### Assignment
What do the entries below say? Restate them word for word.
== Given information
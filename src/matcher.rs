use crate::config::{MatcherConfig, PaddingPolicy, SlotPolicy};
use crate::model::{MatchError, Student, StudentId, Workshop, WorkshopId};
use rand::Rng;
use rand::seq::SliceRandom;
use std::collections::HashMap;
use tracing::{debug, info, instrument, trace, warn};

/// Assignment engine for one matching run.
///
/// Workshops and students are registered first, then [`Matcher::run`]
/// goes through the stages in order: popularity sort, preference padding,
/// quorum filling (with a random fallback), final matches and scoring.
/// A matcher must not be run twice, as popularity and preferences would
/// be counted again.
pub struct Matcher<R> {
    config: MatcherConfig,
    workshops: Vec<Workshop>,
    students: Vec<Student>,
    by_number: HashMap<u32, WorkshopId>,
    by_popularity: Vec<WorkshopId>,
    score: u32,
    rng: R,
}

impl<R> Matcher<R> {
    pub fn new(config: MatcherConfig, rng: R) -> Matcher<R> {
        Matcher {
            config,
            workshops: Vec::new(),
            students: Vec::new(),
            by_number: HashMap::new(),
            by_popularity: Vec::new(),
            score: 0,
            rng,
        }
    }

    pub fn config(&self) -> &MatcherConfig {
        &self.config
    }

    pub fn workshops(&self) -> &[Workshop] {
        &self.workshops
    }

    pub fn workshop(&self, WorkshopId(workshop): WorkshopId) -> &Workshop {
        &self.workshops[workshop]
    }

    pub fn workshop_by_number(&self, number: u32) -> Option<&Workshop> {
        self.by_number.get(&number).map(|&w| self.workshop(w))
    }

    pub fn students(&self) -> &[Student] {
        &self.students
    }

    pub fn student(&self, StudentId(student): StudentId) -> &Student {
        &self.students[student]
    }

    /// Workshops from the least to the most popular one.
    pub fn workshops_by_popularity(&self) -> &[WorkshopId] {
        &self.by_popularity
    }

    pub fn score(&self) -> u32 {
        self.score
    }

    /// Students attending `workshop`, derived from the students' schedules.
    pub fn students_for(&self, workshop: WorkshopId) -> Vec<StudentId> {
        self.students
            .iter()
            .filter(|s| s.is_assigned(workshop))
            .map(|s| s.id)
            .collect()
    }

    /// Longest preference list, which bounds the ranks to explore.
    pub fn max_rank(&self) -> usize {
        self.students
            .iter()
            .map(|s| s.preferences().len())
            .max()
            .unwrap_or(0)
    }

    /// Check that the remaining seats can host every assignment still to
    /// be made.
    pub fn check_number_of_seats(&self) -> Result<(), MatchError> {
        let seats = self.workshops.iter().map(Workshop::remaining_capacity).sum::<u32>();
        let needed = self
            .students
            .iter()
            .filter(|s| !s.is_preassigned())
            .map(|s| s.free_slots() as u32)
            .sum::<u32>();
        if seats < needed {
            return Err(MatchError::InsufficientSeats { seats, needed });
        }
        Ok(())
    }

    /// Students who got none of their preferences.
    pub fn unsatisfied_students(&self) -> Vec<StudentId> {
        let worst = self.config.worst_score();
        self.students
            .iter()
            .filter(|s| {
                !s.is_preassigned()
                    && s.score_for(&self.config.scorer_points, self.config.unpreferred_score)
                        == worst
            })
            .map(|s| s.id)
            .collect()
    }
}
====
### Exercise output
filename src/matcher.rs
use crate::config::{MatcherConfig, PaddingPolicy, SlotPolicy};
use crate::model::{MatchError, Student, StudentId, Workshop, WorkshopId};
use rand::Rng;
use rand::seq::SliceRandom;
use std::collections::HashMap;
use tracing::{debug, info, instrument, trace, warn};

/// Assignment engine for one matching run.
///
/// Workshops and students are registered first, then [`Matcher::run`]
/// goes through the stages in order: popularity sort, preference padding,
/// quorum filling (with a random fallback), final matches and scoring.
/// A matcher must not be run twice, as popularity and preferences would
/// be counted again.
pub struct Matcher<R> {
    config: MatcherConfig,
    workshops: Vec<Workshop>,
    students: Vec<Student>,
    by_number: HashMap<u32, WorkshopId>,
    by_popularity: Vec<WorkshopId>,
    score: u32,
    rng: R,
}

impl<R> Matcher<R> {
    pub fn new(config: MatcherConfig, rng: R) -> Matcher<R> {
        Matcher {
            config,
            workshops: Vec::new(),
            students: Vec::new(),
            by_number: HashMap::new(),
            by_popularity: Vec::new(),
            score: 0,
            rng,
        }
    }

    pub fn config(&self) -> &MatcherConfig {
        &self.config
    }

    pub fn workshops(&self) -> &[Workshop] {
        &self.workshops
    }

    pub fn workshop(&self, WorkshopId(workshop): WorkshopId) -> &Workshop {
        &self.workshops[workshop]
    }

    pub fn workshop_by_number(&self, number: u32) -> Option<&Workshop> {
        self.by_number.get(&number).map(|&w| self.workshop(w))
    }

    pub fn students(&self) -> &[Student] {
        &self.students
    }

    pub fn student(&self, StudentId(student): StudentId) -> &Student {
        &self.students[student]
    }

    /// Workshops from the least to the most popular one.
    pub fn workshops_by_popularity(&self) -> &[WorkshopId] {
        &self.by_popularity
    }

    pub fn score(&self) -> u32 {
        self.score
    }

    /// Students attending `workshop`, derived from the students' schedules.
    pub fn students_for(&self, workshop: WorkshopId) -> Vec<StudentId> {
        self.students
            .iter()
            .filter(|s| s.is_assigned(workshop))
            .map(|s| s.id)
            .collect()
    }

    /// Longest preference list, which bounds the ranks to explore.
    pub fn max_rank(&self) -> usize {
        self.students
            .iter()
            .map(|s| s.preferences().len())
            .max()
            .unwrap_or(0)
    }

    /// Check that the remaining seats can host every assignment still to
    /// be made.
    pub fn check_number_of_seats(&self) -> Result<(), MatchError> {
        let seats = self.workshops.iter().map(Workshop::remaining_capacity).sum::<u32>();
        let needed = self
            .students
            .iter()
            .filter(|s| !s.is_preassigned())
            .map(|s| s.free_slots() as u32)
            .sum::<u32>();
        if seats < needed {
            return Err(MatchError::InsufficientSeats { seats, needed });
        }
        Ok(())
    }

    /// Students who got none of their preferences.
    pub fn unsatisfied_students(&self) -> Vec<StudentId> {
        let worst = self.config.worst_score();
        self.students
            .iter()
            .filter(|s| {
                !s.is_preassigned()
                    && s.score_for(&self.config.scorer_points, self.config.unpreferred_score)
                        == worst
            })
            .map(|s| s.id)
            .collect()
    }
}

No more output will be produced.